━━ EXERCISE INPUT ━━
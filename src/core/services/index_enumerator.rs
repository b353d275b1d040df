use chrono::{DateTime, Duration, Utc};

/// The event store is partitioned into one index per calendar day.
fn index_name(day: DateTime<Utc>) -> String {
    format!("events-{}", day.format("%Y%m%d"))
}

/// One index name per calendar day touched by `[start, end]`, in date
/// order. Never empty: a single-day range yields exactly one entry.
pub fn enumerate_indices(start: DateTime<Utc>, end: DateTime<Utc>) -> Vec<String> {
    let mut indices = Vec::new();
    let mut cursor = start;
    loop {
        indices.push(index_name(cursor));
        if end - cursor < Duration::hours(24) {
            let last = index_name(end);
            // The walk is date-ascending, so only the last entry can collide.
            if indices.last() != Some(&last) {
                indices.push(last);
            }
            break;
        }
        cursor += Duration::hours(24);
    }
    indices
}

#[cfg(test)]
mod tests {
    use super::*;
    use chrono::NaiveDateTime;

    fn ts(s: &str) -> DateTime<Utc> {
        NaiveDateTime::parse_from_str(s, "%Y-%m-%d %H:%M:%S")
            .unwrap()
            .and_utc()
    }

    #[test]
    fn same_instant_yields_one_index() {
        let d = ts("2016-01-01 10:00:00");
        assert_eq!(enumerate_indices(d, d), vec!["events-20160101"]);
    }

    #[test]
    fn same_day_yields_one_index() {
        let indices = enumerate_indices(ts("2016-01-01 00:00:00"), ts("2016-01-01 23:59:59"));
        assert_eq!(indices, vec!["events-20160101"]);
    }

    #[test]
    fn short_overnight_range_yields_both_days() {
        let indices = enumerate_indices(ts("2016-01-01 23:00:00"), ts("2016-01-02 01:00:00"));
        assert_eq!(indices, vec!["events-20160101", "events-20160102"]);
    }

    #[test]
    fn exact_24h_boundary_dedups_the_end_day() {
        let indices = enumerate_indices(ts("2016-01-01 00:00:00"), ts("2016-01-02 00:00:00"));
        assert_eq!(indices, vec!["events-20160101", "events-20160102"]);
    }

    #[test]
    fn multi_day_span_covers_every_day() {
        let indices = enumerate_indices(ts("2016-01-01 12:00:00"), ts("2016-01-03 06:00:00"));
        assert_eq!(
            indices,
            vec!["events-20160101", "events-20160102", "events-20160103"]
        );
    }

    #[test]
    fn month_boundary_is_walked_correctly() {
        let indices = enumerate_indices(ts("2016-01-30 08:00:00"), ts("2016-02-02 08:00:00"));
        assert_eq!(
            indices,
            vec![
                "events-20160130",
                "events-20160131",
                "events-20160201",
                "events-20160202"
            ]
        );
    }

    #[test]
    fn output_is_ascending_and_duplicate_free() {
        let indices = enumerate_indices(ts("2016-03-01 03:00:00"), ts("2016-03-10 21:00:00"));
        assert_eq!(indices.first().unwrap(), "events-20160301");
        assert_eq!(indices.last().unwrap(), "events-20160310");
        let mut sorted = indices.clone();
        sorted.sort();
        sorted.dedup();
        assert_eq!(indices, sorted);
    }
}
━━━
WHAT THE TASK REQUIRES
Please output the complete set of records above without any alteration.

PROBLEM SOLUTION
filename src/core/services/index_enumerator.rs
repository b353d275b1d040df
use chrono::{DateTime, Duration, Utc};

/// The event store is partitioned into one index per calendar day.
fn index_name(day: DateTime<Utc>) -> String {
    format!("events-{}", day.format("%Y%m%d"))
}

/// One index name per calendar day touched by `[start, end]`, in date
/// order. Never empty: a single-day range yields exactly one entry.
pub fn enumerate_indices(start: DateTime<Utc>, end: DateTime<Utc>) -> Vec<String> {
    let mut indices = Vec::new();
    let mut cursor = start;
    loop {
        indices.push(index_name(cursor));
        if end - cursor < Duration::hours(24) {
            let last = index_name(end);
            // The walk is date-ascending, so only the last entry can collide.
            if indices.last() != Some(&last) {
                indices.push(last);
            }
            break;
        }
        cursor += Duration::hours(24);
    }
    indices
}

#[cfg(test)]
mod tests {
    use super::*;
    use chrono::NaiveDateTime;

    fn ts(s: &str) -> DateTime<Utc> {
        NaiveDateTime::parse_from_str(s, "%Y-%m-%d %H:%M:%S")
            .unwrap()
            .and_utc()
    }

    #[test]
    fn same_instant_yields_one_index() {
        let d = ts("2016-01-01 10:00:00");
        assert_eq!(enumerate_indices(d, d), vec!["events-20160101"]);
    }

    #[test]
    fn same_day_yields_one_index() {
        let indices = enumerate_indices(ts("2016-01-01 00:00:00"), ts("2016-01-01 23:59:59"));
        assert_eq!(indices, vec!["events-20160101"]);
    }

    #[test]
    fn short_overnight_range_yields_both_days() {
        let indices = enumerate_indices(ts("2016-01-01 23:00:00"), ts("2016-01-02 01:00:00"));
        assert_eq!(indices, vec!["events-20160101", "events-20160102"]);
    }

    #[test]
    fn exact_24h_boundary_dedups_the_end_day() {
        let indices = enumerate_indices(ts("2016-01-01 00:00:00"), ts("2016-01-02 00:00:00"));
        assert_eq!(indices, vec!["events-20160101", "events-20160102"]);
    }

    #[test]
    fn multi_day_span_covers_every_day() {
        let indices = enumerate_indices(ts("2016-01-01 12:00:00"), ts("2016-01-03 06:00:00"));
        assert_eq!(
            indices,
            vec!["events-20160101", "events-20160102", "events-20160103"]
        );
    }

    #[test]
    fn month_boundary_is_walked_correctly() {
        let indices = enumerate_indices(ts("2016-01-30 08:00:00"), ts("2016-02-02 08:00:00"));
        assert_eq!(
            indices,
            vec![
                "events-20160130",
                "events-20160131",
                "events-20160201",
                "events-20160202"
            ]
        );
    }

    #[test]
    fn output_is_ascending_and_duplicate_free() {
        let indices = enumerate_indices(ts("2016-03-01 03:00:00"), ts("2016-03-10 21:00:00"));
        assert_eq!(indices.first().unwrap(), "events-20160301");
        assert_eq!(indices.last().unwrap(), "events-20160310");
        let mut sorted = indices.clone();
        sorted.sort();
        sorted.dedup();
        assert_eq!(indices, sorted);
    }
}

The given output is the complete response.